-- Given records follows --

//! Compiled regex cache shared by the matchers and the dynamic versioning detector
//!
//! Patterns come from configuration and are few and static, so entries are never
//! evicted. Lookups take the read lock; the write lock is held only to insert a
//! freshly compiled pattern.

use std::collections::HashMap;
use std::sync::{PoisonError, RwLock};

use regex::Regex;
use tracing::debug;

use crate::version::error::ExtractError;

#[derive(Debug, Default)]
pub struct PatternCache {
    patterns: RwLock<HashMap<String, Regex>>,
}

impl PatternCache {
    pub fn new() -> Self {
        Self::default()
    }

    /// Get the compiled form of `source`, compiling and storing it on first use
    pub fn get(&self, source: &str) -> Result<Regex, ExtractError> {
        {
            let patterns = self.patterns.read().unwrap_or_else(PoisonError::into_inner);
            if let Some(regex) = patterns.get(source) {
                return Ok(regex.clone());
            }
        }

        let regex = Regex::new(source).map_err(|e| ExtractError::InvalidPattern {
            pattern: source.to_string(),
            source: e,
        })?;

        let mut patterns = self
            .patterns
            .write()
            .unwrap_or_else(PoisonError::into_inner);
        // Another thread may have compiled the same source in the meantime
        let regex = patterns
            .entry(source.to_string())
            .or_insert_with(|| {
                debug!("Compiled pattern: {}", source);
                regex
            })
            .clone();

        Ok(regex)
    }

    /// Number of distinct patterns compiled so far
    pub fn len(&self) -> usize {
        self.patterns
            .read()
            .unwrap_or_else(PoisonError::into_inner)
            .len()
    }

    pub fn is_empty(&self) -> bool {
        self.len() == 0
    }
}

#[cfg(test)]
mod tests {
    use super::*;
    use std::sync::Arc;
    use std::thread;

    #[test]
    fn get_compiles_and_caches_pattern() {
        let cache = PatternCache::new();

        let first = cache.get(r#""version":\s*"([^"]+)""#).unwrap();
        let second = cache.get(r#""version":\s*"([^"]+)""#).unwrap();

        assert_eq!(cache.len(), 1);
        assert_eq!(first.as_str(), second.as_str());
        assert!(second.is_match(r#""version": "1.0.0""#));
    }

    #[test]
    fn get_returns_invalid_pattern_error_without_caching() {
        let cache = PatternCache::new();

        let result = cache.get("version([");

        assert!(matches!(
            result,
            Err(ExtractError::InvalidPattern { ref pattern, .. }) if pattern == "version(["
        ));
        assert!(cache.is_empty());
    }

    #[test]
    fn get_is_safe_across_threads() {
        let cache = Arc::new(PatternCache::new());
        let sources = ["a+", "b+", "c+", "a+"];

        let handles: Vec<_> = (0..8)
            .map(|i| {
                let cache = Arc::clone(&cache);
                let source = sources[i % sources.len()];
                thread::spawn(move || cache.get(source).map(|re| re.as_str().to_string()))
            })
            .collect();

        for handle in handles {
            assert!(handle.join().unwrap().is_ok());
        }
        assert_eq!(cache.len(), 3);
    }
}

-- Given records concluded --

Your instructions:
A faithful, word-for-word transcript of the material above is the required answer.

Answer box:
//! Compiled regex cache shared by the matchers and the dynamic versioning detector
//!
//! Patterns come from configuration and are few and static, so entries are never
//! evicted. Lookups take the read lock; the write lock is held only to insert a
//! freshly compiled pattern.

use std::collections::HashMap;
use std::sync::{PoisonError, RwLock};

use regex::Regex;
use tracing::debug;

use crate::version::error::ExtractError;

#[derive(Debug, Default)]
pub struct PatternCache {
    patterns: RwLock<HashMap<String, Regex>>,
}

impl PatternCache {
    pub fn new() -> Self {
        Self::default()
    }

    /// Get the compiled form of `source`, compiling and storing it on first use
    pub fn get(&self, source: &str) -> Result<Regex, ExtractError> {
        {
            let patterns = self.patterns.read().unwrap_or_else(PoisonError::into_inner);
            if let Some(regex) = patterns.get(source) {
                return Ok(regex.clone());
            }
        }

        let regex = Regex::new(source).map_err(|e| ExtractError::InvalidPattern {
            pattern: source.to_string(),
            source: e,
        })?;

        let mut patterns = self
            .patterns
            .write()
            .unwrap_or_else(PoisonError::into_inner);
        // Another thread may have compiled the same source in the meantime
        let regex = patterns
            .entry(source.to_string())
            .or_insert_with(|| {
                debug!("Compiled pattern: {}", source);
                regex
            })
            .clone();

        Ok(regex)
    }

    /// Number of distinct patterns compiled so far
    pub fn len(&self) -> usize {
        self.patterns
            .read()
            .unwrap_or_else(PoisonError::into_inner)
            .len()
    }

    pub fn is_empty(&self) -> bool {
        self.len() == 0
    }
}

#[cfg(test)]
mod tests {
    use super::*;
    use std::sync::Arc;
    use std::thread;

    #[test]
    fn get_compiles_and_caches_pattern() {
        let cache = PatternCache::new();

        let first = cache.get(r#""version":\s*"([^"]+)""#).unwrap();
        let second = cache.get(r#""version":\s*"([^"]+)""#).unwrap();

        assert_eq!(cache.len(), 1);
        assert_eq!(first.as_str(), second.as_str());
        assert!(second.is_match(r#""version": "1.0.0""#));
    }

    #[test]
    fn get_returns_invalid_pattern_error_without_caching() {
        let cache = PatternCache::new();

        let result = cache.get("version([");

        assert!(matches!(
            result,
            Err(ExtractError::InvalidPattern { ref pattern, .. }) if pattern == "version(["
        ));
        assert!(cache.is_empty());
    }

    #[test]
    fn get_is_safe_across_threads() {
        let cache = Arc::new(PatternCache::new());
        let sources = ["a+", "b+", "c+", "a+"];

        let handles: Vec<_> = (0..8)
            .map(|i| {
                let cache = Arc::clone(&cache);
                let source = sources[i % sources.len()];
                thread::spawn(move || cache.get(source).map(|re| re.as_str().to_string()))
            })
            .collect();

        for handle in handles {
            assert!(handle.join().unwrap().is_ok());
        }
        assert_eq!(cache.len(), 3);
    }
}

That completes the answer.